[DESCRIPTION OF THE TASK]
When a line in the material contains the word "this", copy it.

BEGIN

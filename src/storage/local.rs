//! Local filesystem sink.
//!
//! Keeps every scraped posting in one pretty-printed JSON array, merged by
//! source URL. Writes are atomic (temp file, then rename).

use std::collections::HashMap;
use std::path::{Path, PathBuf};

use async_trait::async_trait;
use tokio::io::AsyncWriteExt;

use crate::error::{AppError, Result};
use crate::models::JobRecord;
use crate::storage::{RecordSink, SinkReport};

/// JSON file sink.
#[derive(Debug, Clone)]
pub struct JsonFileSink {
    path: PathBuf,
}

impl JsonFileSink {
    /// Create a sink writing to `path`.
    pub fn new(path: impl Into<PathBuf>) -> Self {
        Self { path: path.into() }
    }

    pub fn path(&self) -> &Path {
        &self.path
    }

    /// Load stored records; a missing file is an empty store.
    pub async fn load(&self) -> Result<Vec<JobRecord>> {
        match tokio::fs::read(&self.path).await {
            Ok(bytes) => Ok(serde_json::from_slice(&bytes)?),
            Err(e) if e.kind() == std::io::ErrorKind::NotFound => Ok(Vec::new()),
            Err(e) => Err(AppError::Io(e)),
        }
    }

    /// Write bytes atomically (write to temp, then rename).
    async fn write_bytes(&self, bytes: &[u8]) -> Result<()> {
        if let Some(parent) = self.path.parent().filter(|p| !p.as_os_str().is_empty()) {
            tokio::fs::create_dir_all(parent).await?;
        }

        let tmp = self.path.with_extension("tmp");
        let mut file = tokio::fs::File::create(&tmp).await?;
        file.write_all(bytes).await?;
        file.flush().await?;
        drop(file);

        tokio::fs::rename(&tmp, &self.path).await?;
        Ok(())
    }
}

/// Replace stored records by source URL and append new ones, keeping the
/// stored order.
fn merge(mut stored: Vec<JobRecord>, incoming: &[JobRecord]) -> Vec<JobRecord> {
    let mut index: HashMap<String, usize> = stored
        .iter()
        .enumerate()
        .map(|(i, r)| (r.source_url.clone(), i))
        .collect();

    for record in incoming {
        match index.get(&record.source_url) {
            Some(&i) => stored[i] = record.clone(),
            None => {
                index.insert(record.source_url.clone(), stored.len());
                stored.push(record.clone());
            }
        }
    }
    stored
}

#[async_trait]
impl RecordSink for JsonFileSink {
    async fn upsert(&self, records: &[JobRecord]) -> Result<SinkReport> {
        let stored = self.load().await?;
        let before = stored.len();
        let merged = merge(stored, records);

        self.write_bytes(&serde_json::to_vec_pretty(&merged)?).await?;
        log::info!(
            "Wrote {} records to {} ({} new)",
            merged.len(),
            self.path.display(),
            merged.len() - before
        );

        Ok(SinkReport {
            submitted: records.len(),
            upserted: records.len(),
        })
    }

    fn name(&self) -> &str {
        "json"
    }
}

END
BEGIN

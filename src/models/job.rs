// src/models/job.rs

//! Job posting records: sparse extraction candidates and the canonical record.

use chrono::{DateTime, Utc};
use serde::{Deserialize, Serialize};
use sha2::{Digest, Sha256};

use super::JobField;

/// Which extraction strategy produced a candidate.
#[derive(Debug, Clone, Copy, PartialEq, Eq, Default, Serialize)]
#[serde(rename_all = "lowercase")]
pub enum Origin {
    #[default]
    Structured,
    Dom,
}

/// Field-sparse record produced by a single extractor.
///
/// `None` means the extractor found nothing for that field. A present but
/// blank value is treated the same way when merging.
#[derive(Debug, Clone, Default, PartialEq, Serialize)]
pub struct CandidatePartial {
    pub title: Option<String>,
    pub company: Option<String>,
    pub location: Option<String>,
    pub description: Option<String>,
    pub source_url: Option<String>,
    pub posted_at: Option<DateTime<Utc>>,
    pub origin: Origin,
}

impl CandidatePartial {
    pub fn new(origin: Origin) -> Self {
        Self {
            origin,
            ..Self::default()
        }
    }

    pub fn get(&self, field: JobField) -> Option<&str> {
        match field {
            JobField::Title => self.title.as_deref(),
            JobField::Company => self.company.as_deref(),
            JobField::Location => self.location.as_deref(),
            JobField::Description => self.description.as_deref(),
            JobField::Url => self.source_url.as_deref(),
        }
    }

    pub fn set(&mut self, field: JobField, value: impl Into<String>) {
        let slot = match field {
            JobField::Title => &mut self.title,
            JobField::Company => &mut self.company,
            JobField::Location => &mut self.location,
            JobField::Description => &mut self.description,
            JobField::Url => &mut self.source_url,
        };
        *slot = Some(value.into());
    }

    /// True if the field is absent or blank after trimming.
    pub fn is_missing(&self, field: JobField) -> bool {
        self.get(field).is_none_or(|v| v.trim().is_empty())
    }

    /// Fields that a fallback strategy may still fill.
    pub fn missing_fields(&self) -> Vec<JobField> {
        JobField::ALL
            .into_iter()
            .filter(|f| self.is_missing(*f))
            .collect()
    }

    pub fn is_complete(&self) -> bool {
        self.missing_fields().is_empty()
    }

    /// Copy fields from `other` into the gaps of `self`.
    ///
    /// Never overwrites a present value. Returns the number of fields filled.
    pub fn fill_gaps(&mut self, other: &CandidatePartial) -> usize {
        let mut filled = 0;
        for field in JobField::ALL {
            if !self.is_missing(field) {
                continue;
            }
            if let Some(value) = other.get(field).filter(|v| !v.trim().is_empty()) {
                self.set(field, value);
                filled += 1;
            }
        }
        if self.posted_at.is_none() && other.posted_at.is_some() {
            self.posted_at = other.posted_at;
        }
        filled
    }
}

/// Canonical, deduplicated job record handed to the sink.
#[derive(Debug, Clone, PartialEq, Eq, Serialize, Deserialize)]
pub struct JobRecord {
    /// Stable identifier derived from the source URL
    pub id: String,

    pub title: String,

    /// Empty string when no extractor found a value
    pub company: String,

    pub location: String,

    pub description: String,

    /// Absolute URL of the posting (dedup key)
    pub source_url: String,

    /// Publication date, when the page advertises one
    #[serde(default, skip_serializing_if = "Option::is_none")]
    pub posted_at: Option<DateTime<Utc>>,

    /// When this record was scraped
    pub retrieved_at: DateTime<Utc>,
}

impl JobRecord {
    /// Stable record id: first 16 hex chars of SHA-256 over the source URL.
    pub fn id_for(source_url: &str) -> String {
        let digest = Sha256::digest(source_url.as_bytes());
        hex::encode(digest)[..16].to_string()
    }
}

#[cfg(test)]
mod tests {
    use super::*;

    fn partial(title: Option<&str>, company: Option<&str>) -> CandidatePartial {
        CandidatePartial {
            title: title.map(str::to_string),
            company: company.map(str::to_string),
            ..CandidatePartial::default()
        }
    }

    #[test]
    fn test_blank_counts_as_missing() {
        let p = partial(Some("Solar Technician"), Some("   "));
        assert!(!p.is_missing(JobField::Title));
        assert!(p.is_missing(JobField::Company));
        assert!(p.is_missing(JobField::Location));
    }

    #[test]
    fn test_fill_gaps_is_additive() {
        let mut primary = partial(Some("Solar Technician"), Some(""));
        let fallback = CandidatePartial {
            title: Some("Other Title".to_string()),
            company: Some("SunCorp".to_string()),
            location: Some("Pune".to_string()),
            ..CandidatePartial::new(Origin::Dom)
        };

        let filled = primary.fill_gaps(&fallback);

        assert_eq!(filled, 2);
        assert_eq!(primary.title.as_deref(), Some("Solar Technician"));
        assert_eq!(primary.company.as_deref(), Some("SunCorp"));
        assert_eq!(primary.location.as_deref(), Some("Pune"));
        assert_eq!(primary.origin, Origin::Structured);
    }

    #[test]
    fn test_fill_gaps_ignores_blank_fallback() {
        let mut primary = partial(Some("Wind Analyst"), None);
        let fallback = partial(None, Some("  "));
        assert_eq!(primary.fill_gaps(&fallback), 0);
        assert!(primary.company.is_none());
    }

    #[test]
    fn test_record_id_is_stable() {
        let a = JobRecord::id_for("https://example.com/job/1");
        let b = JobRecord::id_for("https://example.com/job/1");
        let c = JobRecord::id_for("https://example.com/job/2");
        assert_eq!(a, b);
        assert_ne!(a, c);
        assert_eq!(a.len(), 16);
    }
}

END
BEGIN

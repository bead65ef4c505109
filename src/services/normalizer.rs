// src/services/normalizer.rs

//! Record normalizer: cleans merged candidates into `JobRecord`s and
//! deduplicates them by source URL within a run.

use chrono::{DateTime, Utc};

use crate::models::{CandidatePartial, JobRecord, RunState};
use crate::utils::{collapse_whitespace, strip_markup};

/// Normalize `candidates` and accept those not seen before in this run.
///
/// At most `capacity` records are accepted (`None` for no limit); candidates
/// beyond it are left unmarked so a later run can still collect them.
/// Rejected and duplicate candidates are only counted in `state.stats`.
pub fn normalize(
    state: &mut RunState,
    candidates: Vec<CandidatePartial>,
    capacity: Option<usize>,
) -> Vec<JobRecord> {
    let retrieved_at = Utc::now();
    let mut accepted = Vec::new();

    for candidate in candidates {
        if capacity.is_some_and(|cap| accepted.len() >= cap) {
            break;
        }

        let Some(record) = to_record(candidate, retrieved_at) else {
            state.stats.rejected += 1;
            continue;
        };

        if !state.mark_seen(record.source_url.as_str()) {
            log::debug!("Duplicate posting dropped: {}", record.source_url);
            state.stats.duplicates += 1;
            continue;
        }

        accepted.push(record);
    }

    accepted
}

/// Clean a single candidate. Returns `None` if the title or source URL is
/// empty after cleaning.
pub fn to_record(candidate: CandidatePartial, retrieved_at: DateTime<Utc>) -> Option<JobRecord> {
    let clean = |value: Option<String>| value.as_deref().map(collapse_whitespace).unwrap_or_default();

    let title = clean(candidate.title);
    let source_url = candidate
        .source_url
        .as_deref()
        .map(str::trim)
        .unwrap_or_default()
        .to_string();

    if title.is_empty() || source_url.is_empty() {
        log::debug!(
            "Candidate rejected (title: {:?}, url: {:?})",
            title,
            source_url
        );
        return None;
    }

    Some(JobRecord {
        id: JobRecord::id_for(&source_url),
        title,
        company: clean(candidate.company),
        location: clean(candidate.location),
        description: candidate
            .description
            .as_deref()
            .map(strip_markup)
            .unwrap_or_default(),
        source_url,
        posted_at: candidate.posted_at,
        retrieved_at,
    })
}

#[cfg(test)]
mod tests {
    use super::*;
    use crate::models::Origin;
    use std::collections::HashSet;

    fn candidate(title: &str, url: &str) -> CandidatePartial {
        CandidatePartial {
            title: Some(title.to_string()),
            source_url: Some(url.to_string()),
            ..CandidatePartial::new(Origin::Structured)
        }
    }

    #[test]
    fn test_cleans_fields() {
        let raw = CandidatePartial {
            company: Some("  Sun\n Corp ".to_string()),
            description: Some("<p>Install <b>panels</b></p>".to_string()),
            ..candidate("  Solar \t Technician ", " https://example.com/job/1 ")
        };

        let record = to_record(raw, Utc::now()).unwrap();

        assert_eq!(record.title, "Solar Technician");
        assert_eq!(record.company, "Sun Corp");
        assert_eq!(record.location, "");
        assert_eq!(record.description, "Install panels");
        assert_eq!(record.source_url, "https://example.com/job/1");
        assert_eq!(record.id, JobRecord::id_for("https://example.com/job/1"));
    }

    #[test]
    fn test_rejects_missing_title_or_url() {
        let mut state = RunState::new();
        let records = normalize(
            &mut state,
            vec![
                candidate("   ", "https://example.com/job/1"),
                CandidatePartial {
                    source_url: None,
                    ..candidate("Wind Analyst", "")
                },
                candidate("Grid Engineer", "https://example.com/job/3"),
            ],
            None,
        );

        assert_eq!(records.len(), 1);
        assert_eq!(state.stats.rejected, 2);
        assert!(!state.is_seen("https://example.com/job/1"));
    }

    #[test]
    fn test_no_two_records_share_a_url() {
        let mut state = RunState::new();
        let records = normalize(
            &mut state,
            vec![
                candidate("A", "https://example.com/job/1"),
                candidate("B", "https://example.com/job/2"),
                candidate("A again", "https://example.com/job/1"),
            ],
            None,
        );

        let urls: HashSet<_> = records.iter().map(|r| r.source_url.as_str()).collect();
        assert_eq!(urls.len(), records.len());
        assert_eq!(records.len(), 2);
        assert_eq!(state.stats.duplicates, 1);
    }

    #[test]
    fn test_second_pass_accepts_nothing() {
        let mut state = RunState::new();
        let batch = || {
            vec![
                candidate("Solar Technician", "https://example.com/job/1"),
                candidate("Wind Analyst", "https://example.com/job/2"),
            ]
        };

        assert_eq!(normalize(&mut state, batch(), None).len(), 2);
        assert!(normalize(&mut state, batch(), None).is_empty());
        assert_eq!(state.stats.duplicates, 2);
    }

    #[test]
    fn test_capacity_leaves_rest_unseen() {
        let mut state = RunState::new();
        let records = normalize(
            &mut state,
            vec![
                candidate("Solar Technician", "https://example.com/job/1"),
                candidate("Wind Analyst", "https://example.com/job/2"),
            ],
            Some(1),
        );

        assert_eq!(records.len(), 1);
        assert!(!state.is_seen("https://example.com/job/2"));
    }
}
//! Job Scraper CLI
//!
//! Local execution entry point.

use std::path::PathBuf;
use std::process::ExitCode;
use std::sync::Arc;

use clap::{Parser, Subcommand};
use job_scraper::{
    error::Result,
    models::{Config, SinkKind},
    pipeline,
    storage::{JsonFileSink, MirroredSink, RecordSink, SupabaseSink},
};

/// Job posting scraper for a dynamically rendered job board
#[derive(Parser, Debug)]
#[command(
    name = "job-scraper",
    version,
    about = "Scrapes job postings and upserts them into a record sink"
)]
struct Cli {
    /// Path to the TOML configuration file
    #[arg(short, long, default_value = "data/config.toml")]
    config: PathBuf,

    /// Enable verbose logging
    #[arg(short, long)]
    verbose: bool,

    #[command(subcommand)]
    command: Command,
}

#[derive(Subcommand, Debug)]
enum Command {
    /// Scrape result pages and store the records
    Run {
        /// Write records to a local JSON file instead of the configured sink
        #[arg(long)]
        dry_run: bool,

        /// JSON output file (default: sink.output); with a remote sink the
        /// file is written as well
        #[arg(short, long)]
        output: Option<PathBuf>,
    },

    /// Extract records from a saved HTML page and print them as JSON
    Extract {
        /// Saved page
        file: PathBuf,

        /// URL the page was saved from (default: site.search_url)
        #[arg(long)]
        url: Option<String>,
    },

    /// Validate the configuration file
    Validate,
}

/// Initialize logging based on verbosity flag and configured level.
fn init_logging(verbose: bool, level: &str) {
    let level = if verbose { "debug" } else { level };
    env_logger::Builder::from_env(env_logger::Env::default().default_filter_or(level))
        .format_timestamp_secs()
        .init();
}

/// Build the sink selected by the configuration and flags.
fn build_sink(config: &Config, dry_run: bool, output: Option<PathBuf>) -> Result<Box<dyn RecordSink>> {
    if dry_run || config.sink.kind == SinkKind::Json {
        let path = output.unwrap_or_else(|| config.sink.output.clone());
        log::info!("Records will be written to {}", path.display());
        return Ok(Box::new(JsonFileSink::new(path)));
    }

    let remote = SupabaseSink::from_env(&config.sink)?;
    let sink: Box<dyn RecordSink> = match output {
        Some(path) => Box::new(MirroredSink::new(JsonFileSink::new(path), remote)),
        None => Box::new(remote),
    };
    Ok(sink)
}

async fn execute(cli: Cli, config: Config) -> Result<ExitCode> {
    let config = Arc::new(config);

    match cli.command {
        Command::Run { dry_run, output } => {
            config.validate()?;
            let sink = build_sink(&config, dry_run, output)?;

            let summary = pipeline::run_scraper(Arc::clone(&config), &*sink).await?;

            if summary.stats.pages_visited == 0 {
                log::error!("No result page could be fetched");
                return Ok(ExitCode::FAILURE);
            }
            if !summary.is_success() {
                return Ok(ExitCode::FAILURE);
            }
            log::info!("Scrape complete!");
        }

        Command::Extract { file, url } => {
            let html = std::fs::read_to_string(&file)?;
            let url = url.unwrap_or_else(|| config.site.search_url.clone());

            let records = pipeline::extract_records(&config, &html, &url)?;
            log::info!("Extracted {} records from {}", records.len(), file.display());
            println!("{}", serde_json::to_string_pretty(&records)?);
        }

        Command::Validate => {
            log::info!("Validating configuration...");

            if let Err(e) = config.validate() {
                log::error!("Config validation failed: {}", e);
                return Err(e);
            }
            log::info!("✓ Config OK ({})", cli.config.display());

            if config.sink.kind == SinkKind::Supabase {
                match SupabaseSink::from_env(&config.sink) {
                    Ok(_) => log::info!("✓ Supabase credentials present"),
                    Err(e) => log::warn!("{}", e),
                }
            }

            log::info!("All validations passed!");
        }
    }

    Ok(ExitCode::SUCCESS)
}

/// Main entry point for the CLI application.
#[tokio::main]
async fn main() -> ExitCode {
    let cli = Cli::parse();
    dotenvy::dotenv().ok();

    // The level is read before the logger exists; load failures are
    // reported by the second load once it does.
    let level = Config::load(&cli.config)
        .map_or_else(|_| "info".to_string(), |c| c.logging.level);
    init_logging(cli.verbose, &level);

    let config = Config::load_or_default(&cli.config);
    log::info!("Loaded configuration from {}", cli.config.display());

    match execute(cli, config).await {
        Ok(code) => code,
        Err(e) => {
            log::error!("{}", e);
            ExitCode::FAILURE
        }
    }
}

END

[ANSWER SPACE]
    /// When this record was scraped
/// Normalize `candidates` and accept those not seen before in this run.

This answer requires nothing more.